Watching the video that started it all, twenty years later, it undoubtedly holds up.
But, is there enough latent love and earnest nostalgia for Trogdor to launch a new product line? Even moreso, for the still relatively obscure product of a boardgame?
Trogdor the Boardgame released earlier this week on Kickstarter with a target of $100,000. Three hours later, it was fully funded. As I write, it is around six times its funding goal, and there is more than three weeks left in the campaign.
Perhaps the most surprising aspect of this campaign is that the game itself looks good. There’s a rule of thumb in board gaming that says any game based on a highly popular intellectual property is invariably bad. There are minor exceptions, but for the most part, such games don’t need to rely on mechanics, gameplay or innovation to sell copies. The same is true here – people would probably have backed this game on the love of the IP alone. But, at first blush, it looks like a genuinely well designed gateway game that shows a level of engagement with the boardgame hobby.

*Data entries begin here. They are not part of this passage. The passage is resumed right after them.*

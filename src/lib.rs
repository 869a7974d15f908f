pub mod auth;
pub mod config;
pub mod constants;
pub mod database;
pub mod error;
pub mod expenses;
pub mod ledger;
pub mod membership;
pub mod models;
pub mod projects;
pub mod store;
pub mod utils;

// Re-export types at crate root for convenient importing
pub use crate::database::{Db, TransactionError, with_transaction};
pub use crate::error::LedgerError;
pub use crate::ledger::LedgerService;
pub use crate::membership::MembershipOracle;
pub use crate::store::ExpenseStore;

/// Application state shared across all request handlers
#[derive(Clone)]
pub struct AppState {
    /// Shared database handle (users, projects, expense ledger)
    pub db: Db,
    /// The expense ledger operations, with store and membership oracle injected
    pub ledger: LedgerService,
}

It is an area-control co-operative game that almost instantly reminded me of Forbidden Island or Forbidden Desert. Two to six players work together to help the dragon completely decimate a kingdom – burninating the countryside using unique powers and items and defeating knights, archers and soliders sent to prevent your rampage.
I suspect that this is a game that will tickle that family game co-op itch, or will be a novelty game for those among us who remember the halcyon days of Homestar, and are looking for a game that’s easy to get to the table for a casual boardgame experience.
I’m definitely looking forward to seeing this one get a widespread release.